*Description of the task*. Transcribe all of the listing exactly.
---------- Dataset entries ----------
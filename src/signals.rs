/// Termination signals from the environment.
///
/// Subscribes to SIGINT and SIGTERM for as long as an [`OsSignals`] value lives.
/// The supervisor creates one per leadership session and drops it when its
/// event loop exits.
use std::fmt;
use std::future::Future;
use tokio::signal::unix::{signal, Signal, SignalKind};

/// Semantic termination signal received by this process.
#[derive(Debug, Clone, Copy, PartialEq, Eq)]
pub enum TermSignal {
    Interrupt,
    Terminate,
}

impl TermSignal {
    pub fn as_nix(self) -> nix::sys::signal::Signal {
        match self {
            TermSignal::Interrupt => nix::sys::signal::Signal::SIGINT,
            TermSignal::Terminate => nix::sys::signal::Signal::SIGTERM,
        }
    }
}

impl fmt::Display for TermSignal {
    fn fmt(&self, f: &mut fmt::Formatter<'_>) -> fmt::Result {
        f.write_str(self.as_nix().as_str())
    }
}

/// A stream of termination signals. `None` means the source is exhausted.
pub trait SignalSource {
    fn recv(&mut self) -> impl Future<Output = Option<TermSignal>> + Send;
}

/// OS-level subscription to SIGINT and SIGTERM.
pub struct OsSignals {
    interrupt: Signal,
    terminate: Signal,
}

impl OsSignals {
    pub fn subscribe() -> std::io::Result<Self> {
        Ok(Self {
            interrupt: signal(SignalKind::interrupt())?,
            terminate: signal(SignalKind::terminate())?,
        })
    }
}

impl SignalSource for OsSignals {
    async fn recv(&mut self) -> Option<TermSignal> {
        tokio::select! {
            Some(()) = self.interrupt.recv() => Some(TermSignal::Interrupt),
            Some(()) = self.terminate.recv() => Some(TermSignal::Terminate),
            else => None,
        }
    }
}

#[cfg(test)]
impl SignalSource for tokio::sync::mpsc::UnboundedReceiver<TermSignal> {
    async fn recv(&mut self) -> Option<TermSignal> {
        tokio::sync::mpsc::UnboundedReceiver::recv(self).await
    }
}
----------
*Result for this exercise*.
filename src/signals.rs
/// Termination signals from the environment.
///
/// Subscribes to SIGINT and SIGTERM for as long as an [`OsSignals`] value lives.
/// The supervisor creates one per leadership session and drops it when its
/// event loop exits.
use std::fmt;
use std::future::Future;
use tokio::signal::unix::{signal, Signal, SignalKind};

/// Semantic termination signal received by this process.
#[derive(Debug, Clone, Copy, PartialEq, Eq)]
pub enum TermSignal {
    Interrupt,
    Terminate,
}

impl TermSignal {
    pub fn as_nix(self) -> nix::sys::signal::Signal {
        match self {
            TermSignal::Interrupt => nix::sys::signal::Signal::SIGINT,
            TermSignal::Terminate => nix::sys::signal::Signal::SIGTERM,
        }
    }
}

impl fmt::Display for TermSignal {
    fn fmt(&self, f: &mut fmt::Formatter<'_>) -> fmt::Result {
        f.write_str(self.as_nix().as_str())
    }
}

/// A stream of termination signals. `None` means the source is exhausted.
pub trait SignalSource {
    fn recv(&mut self) -> impl Future<Output = Option<TermSignal>> + Send;
}

/// OS-level subscription to SIGINT and SIGTERM.
pub struct OsSignals {
    interrupt: Signal,
    terminate: Signal,
}

impl OsSignals {
    pub fn subscribe() -> std::io::Result<Self> {
        Ok(Self {
            interrupt: signal(SignalKind::interrupt())?,
            terminate: signal(SignalKind::terminate())?,
        })
    }
}

impl SignalSource for OsSignals {
    async fn recv(&mut self) -> Option<TermSignal> {
        tokio::select! {
            Some(()) = self.interrupt.recv() => Some(TermSignal::Interrupt),
            Some(()) = self.terminate.recv() => Some(TermSignal::Terminate),
            else => None,
        }
    }
}

#[cfg(test)]
impl SignalSource for tokio::sync::mpsc::UnboundedReceiver<TermSignal> {
    async fn recv(&mut self) -> Option<TermSignal> {
        tokio::sync::mpsc::UnboundedReceiver::recv(self).await
    }
}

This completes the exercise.